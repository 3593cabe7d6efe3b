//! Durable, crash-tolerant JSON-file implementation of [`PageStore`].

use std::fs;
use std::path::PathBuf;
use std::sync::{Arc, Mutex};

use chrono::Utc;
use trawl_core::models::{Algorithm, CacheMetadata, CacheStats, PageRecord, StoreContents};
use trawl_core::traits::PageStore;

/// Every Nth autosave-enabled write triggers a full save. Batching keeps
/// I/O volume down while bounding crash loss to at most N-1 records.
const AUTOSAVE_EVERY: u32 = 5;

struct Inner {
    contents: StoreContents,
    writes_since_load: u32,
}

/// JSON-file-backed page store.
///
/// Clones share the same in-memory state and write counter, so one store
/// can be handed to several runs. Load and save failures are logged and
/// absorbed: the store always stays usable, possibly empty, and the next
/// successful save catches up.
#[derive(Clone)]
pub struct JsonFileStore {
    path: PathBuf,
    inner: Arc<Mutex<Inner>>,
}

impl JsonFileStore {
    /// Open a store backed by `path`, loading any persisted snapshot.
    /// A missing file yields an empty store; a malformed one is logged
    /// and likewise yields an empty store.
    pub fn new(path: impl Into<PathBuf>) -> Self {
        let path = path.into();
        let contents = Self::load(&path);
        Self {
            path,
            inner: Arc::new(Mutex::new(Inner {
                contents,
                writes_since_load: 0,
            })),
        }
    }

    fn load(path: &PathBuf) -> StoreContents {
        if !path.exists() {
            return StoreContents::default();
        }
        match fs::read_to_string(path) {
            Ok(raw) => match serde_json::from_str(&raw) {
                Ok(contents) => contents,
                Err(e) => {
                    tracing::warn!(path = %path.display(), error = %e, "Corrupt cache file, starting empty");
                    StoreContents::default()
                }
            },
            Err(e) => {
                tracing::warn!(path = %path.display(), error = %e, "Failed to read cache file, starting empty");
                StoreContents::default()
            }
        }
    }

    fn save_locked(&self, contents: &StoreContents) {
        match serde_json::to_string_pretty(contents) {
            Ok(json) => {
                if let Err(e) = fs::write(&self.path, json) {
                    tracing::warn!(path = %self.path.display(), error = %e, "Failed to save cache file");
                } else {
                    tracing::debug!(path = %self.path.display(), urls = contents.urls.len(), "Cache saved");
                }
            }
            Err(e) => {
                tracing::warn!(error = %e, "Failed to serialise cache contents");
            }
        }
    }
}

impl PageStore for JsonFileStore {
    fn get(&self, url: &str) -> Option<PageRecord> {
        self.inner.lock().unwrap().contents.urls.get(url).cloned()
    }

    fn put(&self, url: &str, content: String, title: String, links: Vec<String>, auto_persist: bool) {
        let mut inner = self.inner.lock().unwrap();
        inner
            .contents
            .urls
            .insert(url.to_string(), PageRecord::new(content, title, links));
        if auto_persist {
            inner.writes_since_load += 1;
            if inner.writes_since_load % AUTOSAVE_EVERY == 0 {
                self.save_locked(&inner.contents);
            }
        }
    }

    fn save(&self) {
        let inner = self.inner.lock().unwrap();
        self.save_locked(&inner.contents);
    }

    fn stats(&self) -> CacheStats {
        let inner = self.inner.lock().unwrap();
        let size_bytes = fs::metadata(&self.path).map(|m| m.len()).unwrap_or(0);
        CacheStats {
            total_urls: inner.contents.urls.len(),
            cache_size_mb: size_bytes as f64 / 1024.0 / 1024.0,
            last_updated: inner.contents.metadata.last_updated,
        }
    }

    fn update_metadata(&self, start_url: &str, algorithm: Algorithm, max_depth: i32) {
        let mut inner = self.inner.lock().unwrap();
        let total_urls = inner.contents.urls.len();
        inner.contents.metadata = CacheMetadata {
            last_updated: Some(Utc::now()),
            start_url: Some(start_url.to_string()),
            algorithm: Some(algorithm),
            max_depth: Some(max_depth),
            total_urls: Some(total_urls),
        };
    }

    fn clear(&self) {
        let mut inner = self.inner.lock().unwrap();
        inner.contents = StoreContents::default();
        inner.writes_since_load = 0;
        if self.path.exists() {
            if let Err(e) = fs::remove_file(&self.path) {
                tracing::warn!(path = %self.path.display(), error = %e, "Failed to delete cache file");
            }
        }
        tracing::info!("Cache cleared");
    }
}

^^^^^^^^^^^^^^^^

Task to complete — Retype the material exactly.

Answer section —
repository 3593cabe7d6efe3b
//! Durable, crash-tolerant JSON-file implementation of [`PageStore`].

use std::fs;
use std::path::PathBuf;
use std::sync::{Arc, Mutex};

use chrono::Utc;
use trawl_core::models::{Algorithm, CacheMetadata, CacheStats, PageRecord, StoreContents};
use trawl_core::traits::PageStore;

/// Every Nth autosave-enabled write triggers a full save. Batching keeps
/// I/O volume down while bounding crash loss to at most N-1 records.
const AUTOSAVE_EVERY: u32 = 5;

struct Inner {
    contents: StoreContents,
    writes_since_load: u32,
}

/// JSON-file-backed page store.
///
/// Clones share the same in-memory state and write counter, so one store
/// can be handed to several runs. Load and save failures are logged and
/// absorbed: the store always stays usable, possibly empty, and the next
/// successful save catches up.
#[derive(Clone)]
pub struct JsonFileStore {
    path: PathBuf,
    inner: Arc<Mutex<Inner>>,
}

impl JsonFileStore {
    /// Open a store backed by `path`, loading any persisted snapshot.
    /// A missing file yields an empty store; a malformed one is logged
    /// and likewise yields an empty store.
    pub fn new(path: impl Into<PathBuf>) -> Self {
        let path = path.into();
        let contents = Self::load(&path);
        Self {
            path,
            inner: Arc::new(Mutex::new(Inner {
                contents,
                writes_since_load: 0,
            })),
        }
    }

    fn load(path: &PathBuf) -> StoreContents {
        if !path.exists() {
            return StoreContents::default();
        }
        match fs::read_to_string(path) {
            Ok(raw) => match serde_json::from_str(&raw) {
                Ok(contents) => contents,
                Err(e) => {
                    tracing::warn!(path = %path.display(), error = %e, "Corrupt cache file, starting empty");
                    StoreContents::default()
                }
            },
            Err(e) => {
                tracing::warn!(path = %path.display(), error = %e, "Failed to read cache file, starting empty");
                StoreContents::default()
            }
        }
    }

    fn save_locked(&self, contents: &StoreContents) {
        match serde_json::to_string_pretty(contents) {
            Ok(json) => {
                if let Err(e) = fs::write(&self.path, json) {
                    tracing::warn!(path = %self.path.display(), error = %e, "Failed to save cache file");
                } else {
                    tracing::debug!(path = %self.path.display(), urls = contents.urls.len(), "Cache saved");
                }
            }
            Err(e) => {
                tracing::warn!(error = %e, "Failed to serialise cache contents");
            }
        }
    }
}

impl PageStore for JsonFileStore {
    fn get(&self, url: &str) -> Option<PageRecord> {
        self.inner.lock().unwrap().contents.urls.get(url).cloned()
    }

    fn put(&self, url: &str, content: String, title: String, links: Vec<String>, auto_persist: bool) {
        let mut inner = self.inner.lock().unwrap();
        inner
            .contents
            .urls
            .insert(url.to_string(), PageRecord::new(content, title, links));
        if auto_persist {
            inner.writes_since_load += 1;
            if inner.writes_since_load % AUTOSAVE_EVERY == 0 {
                self.save_locked(&inner.contents);
            }
        }
    }

    fn save(&self) {
        let inner = self.inner.lock().unwrap();
        self.save_locked(&inner.contents);
    }

    fn stats(&self) -> CacheStats {
        let inner = self.inner.lock().unwrap();
        let size_bytes = fs::metadata(&self.path).map(|m| m.len()).unwrap_or(0);
        CacheStats {
            total_urls: inner.contents.urls.len(),
            cache_size_mb: size_bytes as f64 / 1024.0 / 1024.0,
            last_updated: inner.contents.metadata.last_updated,
        }
    }

    fn update_metadata(&self, start_url: &str, algorithm: Algorithm, max_depth: i32) {
        let mut inner = self.inner.lock().unwrap();
        let total_urls = inner.contents.urls.len();
        inner.contents.metadata = CacheMetadata {
            last_updated: Some(Utc::now()),
            start_url: Some(start_url.to_string()),
            algorithm: Some(algorithm),
            max_depth: Some(max_depth),
            total_urls: Some(total_urls),
        };
    }

    fn clear(&self) {
        let mut inner = self.inner.lock().unwrap();
        inner.contents = StoreContents::default();
        inner.writes_since_load = 0;
        if self.path.exists() {
            if let Err(e) = fs::remove_file(&self.path) {
                tracing::warn!(path = %self.path.display(), error = %e, "Failed to delete cache file");
            }
        }
        tracing::info!("Cache cleared");
    }
}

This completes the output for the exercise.